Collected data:
Content starts

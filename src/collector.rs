//! Collects changelog entries from commit trailers.

use tracing::{debug, info};

use crate::config::Config;
use crate::error::{LoggitError, Result};
use crate::git::{CommitRange, LogField, Repository};

/// Collects the log entries of every commit in `range`, newest first.
///
/// Subjects and bodies are queried separately with the same trailer filter;
/// a count mismatch between both queries is fatal.
pub fn collect_log_entries<R: Repository>(
    repo: &R,
    range: &CommitRange,
    config: &Config,
) -> Result<Vec<String>> {
    let grep = Some(config.trailer_marker.as_str());
    let subjects = repo.query_log(range, grep, LogField::Subject, None)?;
    let bodies = repo.query_log(range, grep, LogField::Body, None)?;
    debug!(range = %range, commits = subjects.len(), "queried trailer commits");

    let entries = entries_from_log(
        &subjects,
        &bodies,
        &config.trailer_marker,
        &config.use_subject_sentinel,
    )?;
    info!(range = %range, entries = entries.len(), "collected log entries");
    Ok(entries)
}

/// Pairs subjects with bodies by position and extracts one entry per trailer.
///
/// A body carries the trailer when, once trimmed, it starts with `trailer`.
/// The entry is the rest of that line, or the subject when that rest equals
/// `sentinel`.
pub fn entries_from_log(
    subjects: &[String],
    bodies: &[String],
    trailer: &str,
    sentinel: &str,
) -> Result<Vec<String>> {
    if subjects.len() != bodies.len() {
        return Err(LoggitError::LogMismatch {
            subjects: subjects.len(),
            bodies: bodies.len(),
        });
    }

    let entries = subjects
        .iter()
        .zip(bodies)
        .filter_map(|(subject, body)| {
            let payload = trailer_payload(body, trailer)?;
            if payload == sentinel {
                Some(subject.trim().to_string())
            } else {
                Some(payload.to_string())
            }
        })
        .collect();

    Ok(entries)
}

fn trailer_payload<'a>(body: &'a str, trailer: &str) -> Option<&'a str> {
    let rest = body.trim().strip_prefix(trailer)?;
    let line = rest.lines().next().unwrap_or_default();
    Some(line.trim())
}
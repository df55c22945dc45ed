//! Commit-range resolution for both changelog modes.

use tracing::info;

use crate::config::Config;
use crate::error::{LoggitError, Result};
use crate::git::{CommitRange, LogField, Repository};

/// Range scanned when appending a release section.
///
/// Starts after the most recent bump commit, or at the first commit when no
/// bump commit exists yet.
pub fn resolve_append_range<R: Repository>(repo: &R, config: &Config) -> Result<CommitRange> {
    let hashes = repo.query_log(
        &CommitRange::head(),
        Some(config.bump_marker.as_str()),
        LogField::Hash,
        Some(1),
    )?;

    match hashes.into_iter().next() {
        Some(hash) => {
            info!(bump_commit = %hash, "scanning commits since previous bump");
            Ok(CommitRange::since(hash))
        }
        None => {
            info!("no previous bump commit, scanning the whole history");
            Ok(CommitRange::head())
        }
    }
}

/// Range holding the commits unique to the current branch.
///
/// The lower bound is the oldest commit listed by `<base>~..<branch>`, and
/// like every lower bound it is excluded from the scan.
///
/// # Returns
/// * `Ok((branch, range))`
/// * `Err` - Detached `HEAD`, missing base branch, or nothing listed
pub fn resolve_branch_range<R: Repository>(
    repo: &R,
    config: &Config,
) -> Result<(String, CommitRange)> {
    let branch = repo.current_branch()?;
    let interval = CommitRange::between(format!("{}~", config.base_branch), branch.as_str());

    let hashes = repo
        .query_log(&interval, None, LogField::Hash, None)
        .map_err(|e| {
            LoggitError::range(format!(
                "could not list commits of '{}' against '{}': {}",
                branch, config.base_branch, e
            ))
        })?;

    let first = hashes.last().ok_or_else(|| {
        LoggitError::range(format!(
            "could not find the first commit of branch '{}'",
            branch
        ))
    })?;

    info!(branch = %branch, first_commit = %first, "resolved branch range");
    let range = CommitRange::since(first.as_str());
    Ok((branch, range))
}
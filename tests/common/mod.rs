//! Shared git repository fixture for integration tests.
#![allow(dead_code)]

use std::path::Path;
use std::process::Command;
use tempfile::TempDir;

/// A throwaway repository on branch `master` with a fixed identity.
pub struct GitFixture {
    pub dir: TempDir,
}

/// Whether a usable `git` executable is on the PATH.
pub fn git_available() -> bool {
    Command::new("git")
        .arg("--version")
        .output()
        .map(|o| o.status.success())
        .unwrap_or(false)
}

impl GitFixture {
    pub fn new() -> Self {
        let dir = TempDir::new().expect("Could not create temp dir");
        let fixture = GitFixture { dir };
        fixture.git(&["init", "-q"]);
        fixture.git(&["symbolic-ref", "HEAD", "refs/heads/master"]);
        fixture.git(&["config", "user.name", "Test User"]);
        fixture.git(&["config", "user.email", "test@example.com"]);
        fixture.git(&["config", "commit.gpgsign", "false"]);
        fixture.git(&["config", "tag.gpgsign", "false"]);
        fixture
    }

    pub fn path(&self) -> &Path {
        self.dir.path()
    }

    /// Run git in the repository and return its stdout, panicking on failure.
    pub fn git(&self, args: &[&str]) -> String {
        let output = Command::new("git")
            .args(args)
            .current_dir(self.dir.path())
            .output()
            .expect("Failed to run git");
        assert!(
            output.status.success(),
            "git {:?} failed: {}",
            args,
            String::from_utf8_lossy(&output.stderr)
        );
        String::from_utf8_lossy(&output.stdout).into_owned()
    }

    /// Create an empty commit with a subject and an optional body.
    pub fn commit(&self, subject: &str, body: Option<&str>) {
        let mut args = vec!["commit", "-q", "--allow-empty", "-m", subject];
        if let Some(body) = body {
            args.push("-m");
            args.push(body);
        }
        self.git(&args);
    }

    pub fn head(&self) -> String {
        self.git(&["rev-parse", "HEAD"]).trim().to_string()
    }
}
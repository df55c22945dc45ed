pub mod boundary;
pub mod changelog;
pub mod cli;
pub mod collector;
pub mod config;
pub mod error;
pub mod git;
pub mod range;
pub mod tag;
pub mod ui;
pub mod version;

pub use error::{LoggitError, Result};
pub mod orchestration;
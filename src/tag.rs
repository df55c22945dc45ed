use tracing::info;

use crate::error::{LoggitError, Result};
use crate::git::Repository;

/// Tags `HEAD` with the released version.
///
/// Failures are never retried; an existing tag with the same name is an error.
pub fn create_version_tag<R: Repository>(repo: &R, version: &str) -> Result<()> {
    if version.trim().is_empty() {
        return Err(LoggitError::tag("refusing to create an empty tag name"));
    }
    repo.create_tag(version)?;
    info!(tag = version, "created tag");
    Ok(())
}
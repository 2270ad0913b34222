use ebpf_asm::disasm::fmt_instruction;
use ebpf_asm::{assemble, emit, Instruction};
use pretty_assertions::assert_eq;

const SOURCE: &str = "\
entry:
    MOV r1, #10
    MOV32 r2, r1
    LE16 r4
    BE64 r5
loop:
    SUB r1, 1
    JGT r1, 0, loop
    JSET r1, r2, exit
    JA entry
exit:
    NEG r1, 0
";

#[test]
fn listing_text() {
    let program = assemble(SOURCE).unwrap();
    let text: Vec<String> = program
        .instructions()
        .iter()
        .enumerate()
        .map(|(i, ins)| fmt_instruction(ins, i).unwrap())
        .collect();
    assert_eq!(
        text,
        vec![
            "MOV r1, 16",
            "MOV32 r2, r1",
            "LE16 r4",
            "BE64 r5",
            "SUB r1, 1",
            "JGT r1, 0, 32",
            "JSET r1, r2, 64",
            "JA 0",
            "NEG r1, 0",
        ]
    );
}

#[test]
fn disassembly_reassembles_to_same_bytes() {
    let program = assemble(SOURCE).unwrap();
    let bytes = emit::to_bytes(&program);
    let records = emit::decode_records(&bytes).unwrap();
    let text: Vec<String> = records
        .iter()
        .enumerate()
        .map(|(i, ins)| fmt_instruction(ins, i).unwrap())
        .collect();
    let again = assemble(&text.join("\n")).unwrap();
    assert_eq!(emit::to_bytes(&again), bytes);
}

#[test]
fn unknown_opcode_has_no_text() {
    assert_eq!(fmt_instruction(&Instruction::new(0x95, 0), 0), None);
}

#[test]
fn records_without_source_syntax_have_no_text() {
    // both a source register and an immediate on an ALU op
    assert_eq!(fmt_instruction(&Instruction::new(0x07, 1).with_src(2).with_imm(5), 0), None);
    // branch register form carrying an immediate
    assert_eq!(fmt_instruction(&Instruction::new(0x1D, 1).with_src(2).with_imm(1), 0), None);
    // jump with a destination register
    assert_eq!(fmt_instruction(&Instruction::new(0x05, 3), 0), None);
    // byteswap with an offset
    assert_eq!(fmt_instruction(&Instruction::new(0xD4, 1).with_imm(16).with_off(8), 0), None);

    assert_eq!(
        fmt_instruction(&Instruction::new(0x07, 1).with_src(2), 0).as_deref(),
        Some("ADD r1, r2")
    );
}
//! Register and immediate operand parsing.

use num_traits::ToPrimitive;

use crate::error::ErrorKind;

pub const MAX_REGISTER: u8 = 15;

/// A parsed second operand. `Reg(0)` and `Imm(0)` stay distinct.
#[derive(Debug, Clone, Copy, PartialEq, Eq)]
pub enum Operand {
    Reg(u8),
    Imm(i64),
}

/// Drop a trailing operand separator and surrounding whitespace.
pub fn clean(token: &str) -> &str {
    let t = token.trim();
    t.strip_suffix(',').unwrap_or(t).trim()
}

/// `Ok(None)` when the token is not shaped like a register at all.
pub fn parse_register(token: &str) -> Result<Option<u8>, ErrorKind> {
    let t = clean(token);
    let Some(digits) = t.strip_prefix('r') else { return Ok(None) };
    if digits.is_empty() || digits.len() > 2 || !digits.bytes().all(|b| b.is_ascii_digit()) {
        return Ok(None);
    }
    let idx: u8 = digits
        .parse()
        .map_err(|_| ErrorKind::InvalidRegister(t.to_string()))?;
    if idx > MAX_REGISTER {
        return Err(ErrorKind::InvalidRegister(t.to_string()));
    }
    Ok(Some(idx))
}

/// Like [`parse_register`], but a register is mandatory.
pub fn expect_register(token: &str) -> Result<u8, ErrorKind> {
    parse_register(token)?.ok_or_else(|| ErrorKind::InvalidRegister(clean(token).to_string()))
}

/// Decimal by default, hex with a leading `#`. Either base takes an optional
/// `+` or `-` sign after the prefix (`+5`, `#-5`).
pub fn parse_immediate(token: &str) -> Result<i64, ErrorKind> {
    use std::num::IntErrorKind;

    let t = clean(token);
    let (digits, radix) = match t.strip_prefix('#') {
        Some(hex) => (hex, 16),
        None => (t, 10),
    };
    i64::from_str_radix(digits, radix).map_err(|e| match e.kind() {
        IntErrorKind::PosOverflow | IntErrorKind::NegOverflow => ErrorKind::ImmediateTooLarge {
            value: if digits.starts_with('-') { i64::MIN } else { i64::MAX },
            bits: 64,
        },
        _ => ErrorKind::InvalidImmediate(t.to_string()),
    })
}

/// Register first, then immediate.
pub fn parse_operand(token: &str) -> Result<Operand, ErrorKind> {
    match parse_register(token)? {
        Some(r) => Ok(Operand::Reg(r)),
        None => parse_immediate(token).map(Operand::Imm),
    }
}

/// Fit a value into the 32-bit `imm` field; negatives are stored two's-complement.
pub fn imm32(value: i64) -> Result<u32, ErrorKind> {
    value
        .to_u32()
        .or_else(|| value.to_i32().map(|v| v as u32))
        .ok_or(ErrorKind::ImmediateTooLarge { value, bits: 32 })
}

/// Fit a byte displacement into the 16-bit `off` field.
pub fn off16(value: i64) -> Result<i16, ErrorKind> {
    value
        .to_i16()
        .ok_or(ErrorKind::ImmediateTooLarge { value, bits: 16 })
}

/// Label names: `[A-Za-z_][A-Za-z0-9_]*`.
pub fn is_identifier(s: &str) -> bool {
    let mut chars = s.chars();
    match chars.next() {
        Some(c) if c.is_ascii_alphabetic() || c == '_' => {}
        _ => return false,
    }
    chars.all(|c| c.is_ascii_alphanumeric() || c == '_')
}
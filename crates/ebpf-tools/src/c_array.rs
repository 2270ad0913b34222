use std::fmt::Write as _;

/// Render `bytes` as a C array literal named `name`, plus a `{name}len` size constant.
pub fn c_array(name: &str, bytes: &[u8]) -> String {
    let mut s = format!("\tuint8_t\t\t{name}[] = {{");
    for (i, b) in bytes.iter().enumerate() {
        if i % 8 == 0 {
            s.push_str("\n\t\t");
        }
        let _ = write!(s, "0x{b:02x}, ");
    }
    s.push_str("\n\t};");
    let _ = write!(s, "\n\tconst size_t\t{name}len = {:#x};", bytes.len());
    s
}
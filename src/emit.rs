use std::io::{self, Write};

use crate::decoder::Instruction;
use crate::program::Program;

/// Concatenated 8-byte records, in program order.
pub fn to_bytes(program: &Program) -> Vec<u8> {
    let mut out = Vec::with_capacity(program.len() * Instruction::SIZE);
    for ins in program.instructions() {
        out.extend_from_slice(&ins.to_bytes());
    }
    out
}

pub fn write_binary<W: Write>(program: &Program, mut w: W) -> io::Result<()> {
    for ins in program.instructions() {
        w.write_all(&ins.to_bytes())?;
    }
    w.flush()
}

/// Lowercase hex, one record per line, no trailing newline.
pub fn to_hex(program: &Program) -> String {
    program.to_string()
}

pub fn to_json(program: &Program) -> serde_json::Result<String> {
    serde_json::to_string_pretty(program)
}

/// Split a byte stream back into records. `None` if the length is not a multiple of 8.
pub fn decode_records(bytes: &[u8]) -> Option<Vec<Instruction>> {
    if bytes.len() % Instruction::SIZE != 0 {
        return None;
    }
    let records = bytes
        .chunks_exact(Instruction::SIZE)
        .map(|c| {
            let mut raw = [0u8; Instruction::SIZE];
            raw.copy_from_slice(c);
            Instruction::from_bytes(raw)
        })
        .collect();
    Some(records)
}
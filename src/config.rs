use serde::{Deserialize, Serialize};

/// How pass 1 treats a label name that was already declared.
#[derive(Debug, Clone, Copy, PartialEq, Eq, Default, Serialize, Deserialize)]
pub enum LabelPolicy {
    #[default]
    Reject,
    /// Last declaration wins.
    Overwrite,
}

#[derive(Debug, Clone, Copy, Default, PartialEq, Eq, Serialize, Deserialize)]
pub struct AsmConfig {
    pub labels: LabelPolicy,
}

impl AsmConfig {
    pub fn overwrite_labels() -> Self {
        Self {
            labels: LabelPolicy::Overwrite,
        }
    }
}
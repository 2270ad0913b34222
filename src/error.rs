/// What went wrong with a single line of source.
#[derive(thiserror::Error, Debug, Clone, PartialEq, Eq)]
pub enum ErrorKind {
    #[error("illegal instruction: {0}")]
    IllegalInstruction(String),
    #[error("invalid register `{0}` (expected r0..r15)")]
    InvalidRegister(String),
    #[error("invalid immediate `{0}`")]
    InvalidImmediate(String),
    #[error("immediate {value} does not fit in {bits} bits")]
    ImmediateTooLarge { value: i64, bits: u32 },
    #[error("undefined label `{0}`")]
    UndefinedLabel(String),
    #[error("label `{0}` is already defined")]
    DuplicateLabel(String),
}

/// An assembly failure, pinned to the source line that caused it.
#[derive(thiserror::Error, Debug, Clone, PartialEq, Eq)]
#[error("line {line}: {kind}: `{text}`")]
pub struct AsmError {
    pub line: usize,
    pub text: String,
    #[source]
    pub kind: ErrorKind,
}

impl AsmError {
    pub fn new(line: usize, text: impl Into<String>, kind: ErrorKind) -> Self {
        Self {
            line,
            text: text.into(),
            kind,
        }
    }
}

Content ends

Which lines of the data include the string "queried"? Copy each of them.

/// Subjects and bodies are queried separately with the same trailer filter;
    debug!(range = %range, commits = subjects.len(), "queried trailer commits");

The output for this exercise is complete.